Set down exactly the entries below, beginning at their first line and ending at the line with "use veneer_host::MemoryHost;".

**DATA TO EXAMINE:**
• • •

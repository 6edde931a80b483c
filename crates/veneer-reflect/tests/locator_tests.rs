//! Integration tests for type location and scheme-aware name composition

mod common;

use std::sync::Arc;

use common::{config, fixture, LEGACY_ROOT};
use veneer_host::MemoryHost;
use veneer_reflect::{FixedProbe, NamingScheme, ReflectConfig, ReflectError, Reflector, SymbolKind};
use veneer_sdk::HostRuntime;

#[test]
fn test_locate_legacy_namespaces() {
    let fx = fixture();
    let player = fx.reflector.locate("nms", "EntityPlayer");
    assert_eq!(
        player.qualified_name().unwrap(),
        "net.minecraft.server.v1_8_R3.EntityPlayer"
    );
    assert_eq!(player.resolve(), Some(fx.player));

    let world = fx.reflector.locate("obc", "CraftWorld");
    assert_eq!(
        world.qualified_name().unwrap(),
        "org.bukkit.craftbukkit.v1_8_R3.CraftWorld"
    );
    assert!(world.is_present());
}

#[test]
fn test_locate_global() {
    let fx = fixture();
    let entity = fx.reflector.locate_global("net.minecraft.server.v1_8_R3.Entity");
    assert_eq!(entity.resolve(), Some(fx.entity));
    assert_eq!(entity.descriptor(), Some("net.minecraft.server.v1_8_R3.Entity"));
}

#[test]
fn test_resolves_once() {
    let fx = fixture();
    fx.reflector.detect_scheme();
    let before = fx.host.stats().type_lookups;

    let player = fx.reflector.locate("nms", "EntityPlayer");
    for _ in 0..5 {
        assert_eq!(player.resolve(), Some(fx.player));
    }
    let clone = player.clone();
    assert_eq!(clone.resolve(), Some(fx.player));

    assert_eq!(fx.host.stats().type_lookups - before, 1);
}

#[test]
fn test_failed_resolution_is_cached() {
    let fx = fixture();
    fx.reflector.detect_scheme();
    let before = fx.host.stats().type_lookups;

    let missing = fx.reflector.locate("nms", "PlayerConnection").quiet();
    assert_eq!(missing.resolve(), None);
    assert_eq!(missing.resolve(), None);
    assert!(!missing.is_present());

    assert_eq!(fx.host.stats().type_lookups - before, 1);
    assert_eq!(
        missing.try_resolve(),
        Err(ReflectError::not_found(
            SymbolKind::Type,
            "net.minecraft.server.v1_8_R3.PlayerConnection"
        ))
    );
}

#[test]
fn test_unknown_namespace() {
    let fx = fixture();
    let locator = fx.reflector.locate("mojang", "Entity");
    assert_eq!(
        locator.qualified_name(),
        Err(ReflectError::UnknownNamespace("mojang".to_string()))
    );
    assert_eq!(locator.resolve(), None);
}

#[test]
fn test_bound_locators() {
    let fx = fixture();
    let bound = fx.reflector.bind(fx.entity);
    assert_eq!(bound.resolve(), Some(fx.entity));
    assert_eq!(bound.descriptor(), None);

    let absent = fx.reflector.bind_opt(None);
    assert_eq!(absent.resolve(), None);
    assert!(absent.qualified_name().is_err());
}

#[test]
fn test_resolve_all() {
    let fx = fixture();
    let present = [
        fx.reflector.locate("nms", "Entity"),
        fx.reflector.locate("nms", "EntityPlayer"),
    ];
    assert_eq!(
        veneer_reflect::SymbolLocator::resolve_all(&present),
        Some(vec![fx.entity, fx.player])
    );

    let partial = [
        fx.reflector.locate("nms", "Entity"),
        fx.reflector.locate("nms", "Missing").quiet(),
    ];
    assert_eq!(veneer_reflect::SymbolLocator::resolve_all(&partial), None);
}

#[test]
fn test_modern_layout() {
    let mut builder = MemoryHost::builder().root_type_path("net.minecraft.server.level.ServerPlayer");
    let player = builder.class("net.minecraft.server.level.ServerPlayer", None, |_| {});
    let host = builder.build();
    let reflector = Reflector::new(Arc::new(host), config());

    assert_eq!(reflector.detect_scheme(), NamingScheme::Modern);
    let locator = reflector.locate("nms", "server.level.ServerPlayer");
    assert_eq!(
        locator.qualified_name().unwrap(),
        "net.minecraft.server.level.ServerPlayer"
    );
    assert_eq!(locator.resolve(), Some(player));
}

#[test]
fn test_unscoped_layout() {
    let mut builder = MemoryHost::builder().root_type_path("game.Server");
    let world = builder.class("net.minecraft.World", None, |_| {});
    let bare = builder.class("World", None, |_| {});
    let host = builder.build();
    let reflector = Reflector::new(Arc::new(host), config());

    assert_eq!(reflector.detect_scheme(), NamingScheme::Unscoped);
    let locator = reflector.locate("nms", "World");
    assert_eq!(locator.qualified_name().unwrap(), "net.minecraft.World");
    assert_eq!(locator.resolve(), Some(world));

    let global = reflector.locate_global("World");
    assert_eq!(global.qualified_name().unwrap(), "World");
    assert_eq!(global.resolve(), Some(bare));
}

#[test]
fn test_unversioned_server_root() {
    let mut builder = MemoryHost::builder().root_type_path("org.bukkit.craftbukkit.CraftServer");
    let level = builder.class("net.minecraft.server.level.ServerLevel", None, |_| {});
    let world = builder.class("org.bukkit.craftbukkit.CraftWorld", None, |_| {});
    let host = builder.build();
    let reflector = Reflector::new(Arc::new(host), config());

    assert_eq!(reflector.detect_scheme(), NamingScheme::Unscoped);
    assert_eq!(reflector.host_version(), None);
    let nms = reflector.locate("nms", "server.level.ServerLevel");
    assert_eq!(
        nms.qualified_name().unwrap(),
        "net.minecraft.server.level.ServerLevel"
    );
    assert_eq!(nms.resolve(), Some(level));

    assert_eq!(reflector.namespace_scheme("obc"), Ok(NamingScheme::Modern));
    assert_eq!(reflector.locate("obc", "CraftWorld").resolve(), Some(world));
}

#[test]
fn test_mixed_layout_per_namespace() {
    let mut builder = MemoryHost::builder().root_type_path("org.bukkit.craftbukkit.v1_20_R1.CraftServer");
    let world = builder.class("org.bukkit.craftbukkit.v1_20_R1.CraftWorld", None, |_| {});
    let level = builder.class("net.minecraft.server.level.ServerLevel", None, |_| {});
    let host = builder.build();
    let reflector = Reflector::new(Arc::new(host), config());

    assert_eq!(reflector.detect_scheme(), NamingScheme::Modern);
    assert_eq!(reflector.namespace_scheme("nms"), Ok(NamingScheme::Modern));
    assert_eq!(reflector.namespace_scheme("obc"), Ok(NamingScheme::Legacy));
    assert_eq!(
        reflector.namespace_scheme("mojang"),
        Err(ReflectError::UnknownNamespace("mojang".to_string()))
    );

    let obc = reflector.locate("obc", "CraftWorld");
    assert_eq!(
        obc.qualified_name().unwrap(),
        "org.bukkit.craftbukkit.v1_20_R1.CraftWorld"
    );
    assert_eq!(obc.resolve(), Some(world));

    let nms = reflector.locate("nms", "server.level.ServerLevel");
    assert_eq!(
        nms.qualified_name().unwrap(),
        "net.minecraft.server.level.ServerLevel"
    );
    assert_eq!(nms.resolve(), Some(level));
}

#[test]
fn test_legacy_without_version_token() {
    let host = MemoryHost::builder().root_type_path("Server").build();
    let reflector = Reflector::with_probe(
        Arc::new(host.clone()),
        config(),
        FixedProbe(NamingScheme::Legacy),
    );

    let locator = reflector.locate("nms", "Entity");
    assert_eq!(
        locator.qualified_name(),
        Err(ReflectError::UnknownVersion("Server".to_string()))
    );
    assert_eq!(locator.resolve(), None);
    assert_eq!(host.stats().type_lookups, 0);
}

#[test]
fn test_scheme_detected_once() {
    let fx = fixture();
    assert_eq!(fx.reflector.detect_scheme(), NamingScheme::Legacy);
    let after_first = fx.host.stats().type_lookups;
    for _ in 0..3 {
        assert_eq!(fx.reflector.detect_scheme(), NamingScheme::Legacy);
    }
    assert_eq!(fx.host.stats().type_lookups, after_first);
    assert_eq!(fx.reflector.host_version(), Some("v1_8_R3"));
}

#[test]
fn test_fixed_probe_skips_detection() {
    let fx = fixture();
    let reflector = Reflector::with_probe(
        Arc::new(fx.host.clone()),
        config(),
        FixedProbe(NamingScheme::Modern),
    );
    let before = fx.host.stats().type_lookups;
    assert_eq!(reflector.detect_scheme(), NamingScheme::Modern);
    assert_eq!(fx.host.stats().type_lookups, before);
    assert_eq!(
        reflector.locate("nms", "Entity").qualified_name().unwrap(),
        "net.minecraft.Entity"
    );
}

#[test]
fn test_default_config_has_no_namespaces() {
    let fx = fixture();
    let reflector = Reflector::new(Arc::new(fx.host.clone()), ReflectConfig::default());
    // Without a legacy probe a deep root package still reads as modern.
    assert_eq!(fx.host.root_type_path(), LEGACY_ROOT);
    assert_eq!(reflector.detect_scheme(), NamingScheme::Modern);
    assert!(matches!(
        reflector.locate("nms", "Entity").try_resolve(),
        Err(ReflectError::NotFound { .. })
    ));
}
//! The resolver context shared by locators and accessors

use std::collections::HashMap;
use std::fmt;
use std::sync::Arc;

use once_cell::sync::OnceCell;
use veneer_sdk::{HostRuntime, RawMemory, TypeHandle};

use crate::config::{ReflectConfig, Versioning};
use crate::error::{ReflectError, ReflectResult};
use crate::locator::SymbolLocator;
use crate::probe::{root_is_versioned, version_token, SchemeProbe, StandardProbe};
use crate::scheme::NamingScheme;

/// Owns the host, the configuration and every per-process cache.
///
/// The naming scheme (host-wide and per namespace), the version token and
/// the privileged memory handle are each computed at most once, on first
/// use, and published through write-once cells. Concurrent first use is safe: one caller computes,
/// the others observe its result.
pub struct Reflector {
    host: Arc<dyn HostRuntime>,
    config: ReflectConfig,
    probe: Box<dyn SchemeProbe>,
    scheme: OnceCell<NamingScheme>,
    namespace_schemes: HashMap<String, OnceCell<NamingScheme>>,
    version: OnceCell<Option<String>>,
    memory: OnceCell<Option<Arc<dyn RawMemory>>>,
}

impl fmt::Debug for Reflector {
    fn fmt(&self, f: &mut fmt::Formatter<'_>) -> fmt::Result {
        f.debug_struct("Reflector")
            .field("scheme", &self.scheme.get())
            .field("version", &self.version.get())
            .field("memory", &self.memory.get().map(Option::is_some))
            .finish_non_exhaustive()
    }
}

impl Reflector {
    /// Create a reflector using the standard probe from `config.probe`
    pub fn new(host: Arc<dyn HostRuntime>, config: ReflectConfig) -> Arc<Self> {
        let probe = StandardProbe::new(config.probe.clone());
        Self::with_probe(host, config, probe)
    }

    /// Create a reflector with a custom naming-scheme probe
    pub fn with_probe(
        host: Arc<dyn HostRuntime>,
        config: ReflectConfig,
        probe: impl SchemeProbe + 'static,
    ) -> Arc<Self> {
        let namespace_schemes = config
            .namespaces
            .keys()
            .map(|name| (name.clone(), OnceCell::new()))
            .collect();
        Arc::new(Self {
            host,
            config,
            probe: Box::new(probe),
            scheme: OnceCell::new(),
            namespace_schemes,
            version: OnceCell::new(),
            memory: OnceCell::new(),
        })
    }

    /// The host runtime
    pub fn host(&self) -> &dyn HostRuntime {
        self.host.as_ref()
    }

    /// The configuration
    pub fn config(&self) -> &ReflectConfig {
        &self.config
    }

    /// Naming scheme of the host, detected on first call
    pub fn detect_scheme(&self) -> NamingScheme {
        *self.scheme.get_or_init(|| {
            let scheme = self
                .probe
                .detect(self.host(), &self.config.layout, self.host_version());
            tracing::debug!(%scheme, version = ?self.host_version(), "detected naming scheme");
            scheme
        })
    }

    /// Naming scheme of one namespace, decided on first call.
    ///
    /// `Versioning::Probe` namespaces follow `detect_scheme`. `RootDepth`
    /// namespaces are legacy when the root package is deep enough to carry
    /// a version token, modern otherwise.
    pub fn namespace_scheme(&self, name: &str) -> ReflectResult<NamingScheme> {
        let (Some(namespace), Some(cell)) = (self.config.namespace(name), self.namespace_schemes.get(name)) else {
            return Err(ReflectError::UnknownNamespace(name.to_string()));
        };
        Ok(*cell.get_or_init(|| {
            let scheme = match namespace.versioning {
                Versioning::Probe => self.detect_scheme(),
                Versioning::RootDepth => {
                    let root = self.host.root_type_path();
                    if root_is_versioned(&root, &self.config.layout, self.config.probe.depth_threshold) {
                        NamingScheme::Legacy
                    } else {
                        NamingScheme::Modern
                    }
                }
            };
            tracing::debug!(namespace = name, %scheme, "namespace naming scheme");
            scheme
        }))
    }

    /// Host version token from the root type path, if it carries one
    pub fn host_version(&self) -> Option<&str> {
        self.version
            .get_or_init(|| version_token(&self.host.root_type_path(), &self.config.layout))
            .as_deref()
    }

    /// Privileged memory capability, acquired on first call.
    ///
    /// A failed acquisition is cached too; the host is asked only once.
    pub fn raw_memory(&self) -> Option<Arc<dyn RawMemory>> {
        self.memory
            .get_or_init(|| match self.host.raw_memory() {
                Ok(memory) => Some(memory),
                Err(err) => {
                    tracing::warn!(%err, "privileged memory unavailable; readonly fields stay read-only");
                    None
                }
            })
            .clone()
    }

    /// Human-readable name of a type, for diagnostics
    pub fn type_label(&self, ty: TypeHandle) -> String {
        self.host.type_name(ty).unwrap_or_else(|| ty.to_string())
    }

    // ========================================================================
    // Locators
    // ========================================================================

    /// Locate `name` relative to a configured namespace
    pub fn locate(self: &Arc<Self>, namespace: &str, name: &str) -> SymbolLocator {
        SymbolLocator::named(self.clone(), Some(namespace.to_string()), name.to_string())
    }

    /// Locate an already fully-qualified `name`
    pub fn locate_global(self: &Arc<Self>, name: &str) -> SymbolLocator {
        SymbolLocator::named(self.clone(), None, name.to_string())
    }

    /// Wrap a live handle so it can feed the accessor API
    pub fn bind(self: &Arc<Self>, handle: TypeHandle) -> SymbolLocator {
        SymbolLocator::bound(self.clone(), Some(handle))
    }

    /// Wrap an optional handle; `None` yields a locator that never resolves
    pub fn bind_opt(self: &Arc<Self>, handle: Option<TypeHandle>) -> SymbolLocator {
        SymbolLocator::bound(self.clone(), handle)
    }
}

• • •

**RESULT OF THE TASK:**
repository 6edde931a80b483c
filename crates/veneer-reflect/tests/locator_tests.rs
//! Integration tests for type location and scheme-aware name composition

mod common;

use std::sync::Arc;

use common::{config, fixture, LEGACY_ROOT};
use veneer_host::MemoryHost;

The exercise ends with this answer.